The U.S. labor market is showing further signs of a slowdown, according to new data from Glassdoor.
Job openings in the U.S. increased just 1.4% from the same period last year, according to the employment site’s June 2019 report.
The transportation and logistics sector saw by far the biggest growth, increasing 49% from last June and bringing the total number of open jobs over 300,000, according to Glassdoor.
“The continued growth in jobs and pay seen is a sign that the good times aren’t over yet. But after a decade-long recovery, today’s labor market is sluggish,” Glassdoor senior economist Daniel Zhao said in a statement.
Manufacturing jobs are down 13% from the previous year, as President Donald Trump’s trade war has dampened employer sentiment and hiring plans in the industry.

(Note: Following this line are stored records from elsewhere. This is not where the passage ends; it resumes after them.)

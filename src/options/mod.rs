//! Viewer and rendering options with TOML file support.
//!
//! Every section uses `#[serde(default)]` so partial files (e.g. only
//! overriding `[mesh]`) work. The element section is turned into an
//! [`ElementTable`](crate::chem::ElementTable) by
//! [`ElementOptions::build_table`].

mod camera;
mod display;
mod elements;
mod keybindings;
mod mesh;

use std::path::Path;

pub use camera::CameraOptions;
pub use display::DisplayOptions;
pub use elements::{ElementOptions, ElementOverride};
pub use keybindings::KeybindingOptions;
pub use mesh::MeshOptions;
use serde::{Deserialize, Serialize};

use crate::error::MolsphereError;

/// Top-level options container.
#[derive(Debug, Clone, Serialize, Deserialize, PartialEq, Default)]
#[serde(default)]
pub struct Options {
    /// Projection and fly-control parameters.
    pub camera: CameraOptions,
    /// Sphere tessellation.
    pub mesh: MeshOptions,
    /// Element radii, colors and scale.
    pub elements: ElementOptions,
    /// Background and shading.
    pub display: DisplayOptions,
    /// Keyboard binding options.
    pub keybindings: KeybindingOptions,
}

impl Options {
    /// Parse options from TOML text. Missing fields use defaults.
    ///
    /// # Errors
    ///
    /// [`MolsphereError::OptionsParse`] for malformed TOML.
    pub fn from_toml(content: &str) -> Result<Self, MolsphereError> {
        let mut options: Self = toml::from_str(content)
            .map_err(|e| MolsphereError::OptionsParse(e.to_string()))?;
        options.keybindings.rebuild_reverse_map();
        Ok(options)
    }

    /// Load options from a TOML file. Missing fields use defaults.
    ///
    /// # Errors
    ///
    /// [`MolsphereError::Io`] if the file cannot be read,
    /// [`MolsphereError::OptionsParse`] for malformed TOML.
    pub fn load(path: &Path) -> Result<Self, MolsphereError> {
        let content = std::fs::read_to_string(path)?;
        let options = Self::from_toml(&content)?;
        log::info!("Loaded options from {}", path.display());
        Ok(options)
    }

    /// Save options to a TOML file (pretty-printed).
    ///
    /// # Errors
    ///
    /// [`MolsphereError::OptionsParse`] if serialization fails,
    /// [`MolsphereError::Io`] if the file cannot be written.
    pub fn save(&self, path: &Path) -> Result<(), MolsphereError> {
        let content = toml::to_string_pretty(self)
            .map_err(|e| MolsphereError::OptionsParse(e.to_string()))?;
        if let Some(parent) = path.parent() {
            std::fs::create_dir_all(parent)?;
        }
        std::fs::write(path, content)?;
        Ok(())
    }
}

#[cfg(test)]
mod tests {
    use glam::Vec3;

    use super::*;
    use crate::input::KeyAction;

    #[test]
    fn default_round_trips_through_toml() {
        let opts = Options::default();
        let toml_str = toml::to_string_pretty(&opts).unwrap();
        let parsed = Options::from_toml(&toml_str).unwrap();
        assert_eq!(opts, parsed);
    }

    #[test]
    fn partial_toml_fills_defaults() {
        let toml_str = r"
[mesh]
sector_count = 12
";
        let opts = Options::from_toml(toml_str).unwrap();
        assert_eq!(opts.mesh.sector_count, 12);
        // Everything else should be default
        assert_eq!(opts.mesh.stack_count, 18);
        assert_eq!(opts.camera.fovy, 45.0);
        assert_eq!(opts.elements.radius_scale, 1.0);
    }

    #[test]
    fn malformed_toml_is_an_options_error() {
        let err = Options::from_toml("[mesh]\nsector_count = \"many\"")
            .unwrap_err();
        assert!(matches!(err, MolsphereError::OptionsParse(_)));
    }

    #[test]
    fn keybinding_lookup() {
        let opts = Options::default();
        assert_eq!(
            opts.keybindings.lookup("KeyW"),
            Some(KeyAction::MoveForward)
        );
        assert_eq!(opts.keybindings.lookup("Escape"), Some(KeyAction::Quit));
        assert_eq!(opts.keybindings.lookup("KeyZ"), None);
    }

    #[test]
    fn loaded_keybindings_rebuild_lookup() {
        let toml_str = r#"
[keybindings.bindings]
move_forward = "ArrowUp"
quit = "KeyQ"
"#;
        let opts = Options::from_toml(toml_str).unwrap();
        assert_eq!(
            opts.keybindings.lookup("ArrowUp"),
            Some(KeyAction::MoveForward)
        );
        assert_eq!(opts.keybindings.lookup("KeyQ"), Some(KeyAction::Quit));
        assert_eq!(opts.keybindings.lookup("KeyW"), None);
    }

    #[test]
    fn element_overrides_flow_into_table() {
        let toml_str = r"
[elements]
radius_scale = 0.5
fallback_radius = 2.0

[elements.overrides.fe]
radius = 2.4
color = [0.9, 0.4, 0.1]
";
        let table = Options::from_toml(toml_str)
            .unwrap()
            .elements
            .build_table()
            .unwrap();
        assert_eq!(table.radius_of("FE"), 1.2);
        assert_eq!(table.color_of("FE"), Vec3::new(0.9, 0.4, 0.1));
        assert_eq!(table.radius_of("C"), 0.85);
        assert_eq!(table.radius_of("XX"), 1.0);
        assert_eq!(table.color_of("XX"), Vec3::ONE);
    }

    #[test]
    fn invalid_element_options_are_rejected() {
        let mut elements = ElementOptions::default();
        elements.radius_scale = 0.0;
        assert!(elements.build_table().is_err());

        let mut elements = ElementOptions::default();
        let _ = elements.overrides.insert(
            "C".into(),
            ElementOverride {
                radius: -1.0,
                color: [0.5; 3],
            },
        );
        assert!(elements.build_table().is_err());

        let mut elements = ElementOptions::default();
        let _ = elements.overrides.insert(
            "O".into(),
            ElementOverride {
                radius: 1.5,
                color: [1.2, 0.0, 0.0],
            },
        );
        let err = elements.build_table().unwrap_err();
        assert!(err.to_string().contains("elements.overrides.O"));

        let mut elements = ElementOptions::default();
        let _ = elements.overrides.insert(
            "  ".into(),
            ElementOverride {
                radius: 1.0,
                color: [0.5; 3],
            },
        );
        assert!(elements.build_table().is_err());
    }

    #[test]
    fn save_then_load() {
        let dir = std::env::temp_dir()
            .join(format!("molsphere-options-{}", std::process::id()));
        let path = dir.join("view.toml");
        let mut opts = Options::default();
        opts.display.ambient = 0.4;
        opts.save(&path).unwrap();
        let loaded = Options::load(&path).unwrap();
        std::fs::remove_dir_all(&dir).unwrap();
        assert_eq!(loaded, opts);
    }
}
//! Column-offset reader for PDB `ATOM`/`HETATM` records.
//!
//! Only what the sphere renderer needs is extracted: the element symbol and
//! the orthogonal coordinates. Reading stops at the first `ENDMDL`, so
//! multi-model files yield their first model.
//!
//! Format reference:
//! <https://www.wwpdb.org/documentation/file-format-content/format33/sect9.html>

use std::{
    fs::File,
    io::{BufRead, BufReader},
    path::Path,
};

use glam::Vec3;

use super::{atom::Atom, element_table::normalize_symbol};
use crate::error::MolsphereError;

/// Shortest record that still carries x, y and z.
const MIN_COORD_LEN: usize = 54;

/// 0-based, end-exclusive column ranges.
const ATOM_NAME: (usize, usize) = (12, 16);
const X: (usize, usize) = (30, 38);
const Y: (usize, usize) = (38, 46);
const Z: (usize, usize) = (46, 54);
const ELEMENT: (usize, usize) = (76, 78);

/// Read the atoms of a PDB file on disk.
///
/// # Errors
///
/// Returns [`MolsphereError::Io`] if the file cannot be read and
/// [`MolsphereError::StructureLoad`] on malformed coordinates or when the
/// file has no atoms.
pub fn parse_pdb_file(path: &Path) -> Result<Vec<Atom>, MolsphereError> {
    let file = File::open(path)?;
    let atoms = parse_pdb(BufReader::new(file))?;
    log::info!("Loaded {} atoms from {}", atoms.len(), path.display());
    Ok(atoms)
}

/// Read the atoms of PDB text from any buffered reader.
///
/// # Errors
///
/// See [`parse_pdb_file`].
pub fn parse_pdb(reader: impl BufRead) -> Result<Vec<Atom>, MolsphereError> {
    let mut atoms = Vec::new();

    for (index, line) in reader.lines().enumerate() {
        let line = line?;
        let line_no = index + 1;

        if line.starts_with("ENDMDL") {
            break;
        }
        let is_hetatm = line.starts_with("HETATM");
        if !(line.starts_with("ATOM") || is_hetatm) {
            continue;
        }
        if line.len() < MIN_COORD_LEN {
            log::warn!("line {line_no}: truncated atom record skipped");
            continue;
        }

        let position = Vec3::new(
            parse_coord(&line, X, line_no)?,
            parse_coord(&line, Y, line_no)?,
            parse_coord(&line, Z, line_no)?,
        );
        atoms.push(Atom::new(element_symbol(&line, is_hetatm), position));
    }

    if atoms.is_empty() {
        return Err(MolsphereError::StructureLoad(
            "no ATOM or HETATM records found".into(),
        ));
    }
    Ok(atoms)
}

/// Trimmed text of a column range; empty when the line is too short.
fn column(line: &str, (start, end): (usize, usize)) -> &str {
    let end = end.min(line.len());
    line.get(start..end).map_or("", str::trim)
}

fn parse_coord(
    line: &str,
    range: (usize, usize),
    line_no: usize,
) -> Result<f32, MolsphereError> {
    let text = column(line, range);
    text.parse::<f32>()
        .ok()
        .filter(|value| value.is_finite())
        .ok_or_else(|| {
            MolsphereError::StructureLoad(format!(
                "line {line_no}: invalid coordinate {text:?} in columns {}-{}",
                range.0 + 1,
                range.1
            ))
        })
}

/// Element column, or a guess from the atom name when it is blank.
///
/// Atom names put single-letter elements in column 14 (`" CA "` is a
/// C-alpha carbon) and two-letter elements from column 13 (`"FE  "`). A
/// non-blank column 13 is only read as a two-letter element for `HETATM`
/// records, since protein hydrogens such as `"HD21"` also start there.
fn element_symbol(line: &str, is_hetatm: bool) -> String {
    let explicit = column(line, ELEMENT);
    if !explicit.is_empty() {
        return normalize_symbol(explicit);
    }

    let name = line.get(ATOM_NAME.0..ATOM_NAME.1.min(line.len())).unwrap_or("");
    let starts_in_13 = name
        .chars()
        .next()
        .is_some_and(|c| c.is_ascii_alphabetic());
    let letters: String = name
        .chars()
        .filter(char::is_ascii_alphabetic)
        .take(if starts_in_13 && is_hetatm { 2 } else { 1 })
        .collect();
    normalize_symbol(&letters)
}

Consumer electronics fell more than 25%.
Looking at specific regions, Philadelphia and Atlanta saw some of the highest-percentage rises in job openings over the past year, both yielding more than a 5% increase in jobs posted, data showed. Houston, however, posted more than 90,000 fewer jobs, a nearly 8% decrease from last year.
As far as wages are concerned, there was a modest year-over-year growth of 1.7%, bringing the median pay of jobs posted to $53,411, data showed.
Pharmacy technicians’ wages increased the most, up 7.7% to a median base pay of $31,726. Insurance agents, machine operators and restaurant cooks also saw pay increases of at least 5%, the report showed.
Maintenance workers took the largest wage cut, down 4.3% to median base pay of $40,973. Attorneys and business development managers rounded out the bottom three, with decreases of 3.0% and 2.6%, respectively.
Looking at regions, wages grew 3.1% in San Francisco, to a median base pay of $72,467, while Boston impressed across the board, with job openings up 5.8% and pay up 2.7%, both above national averages.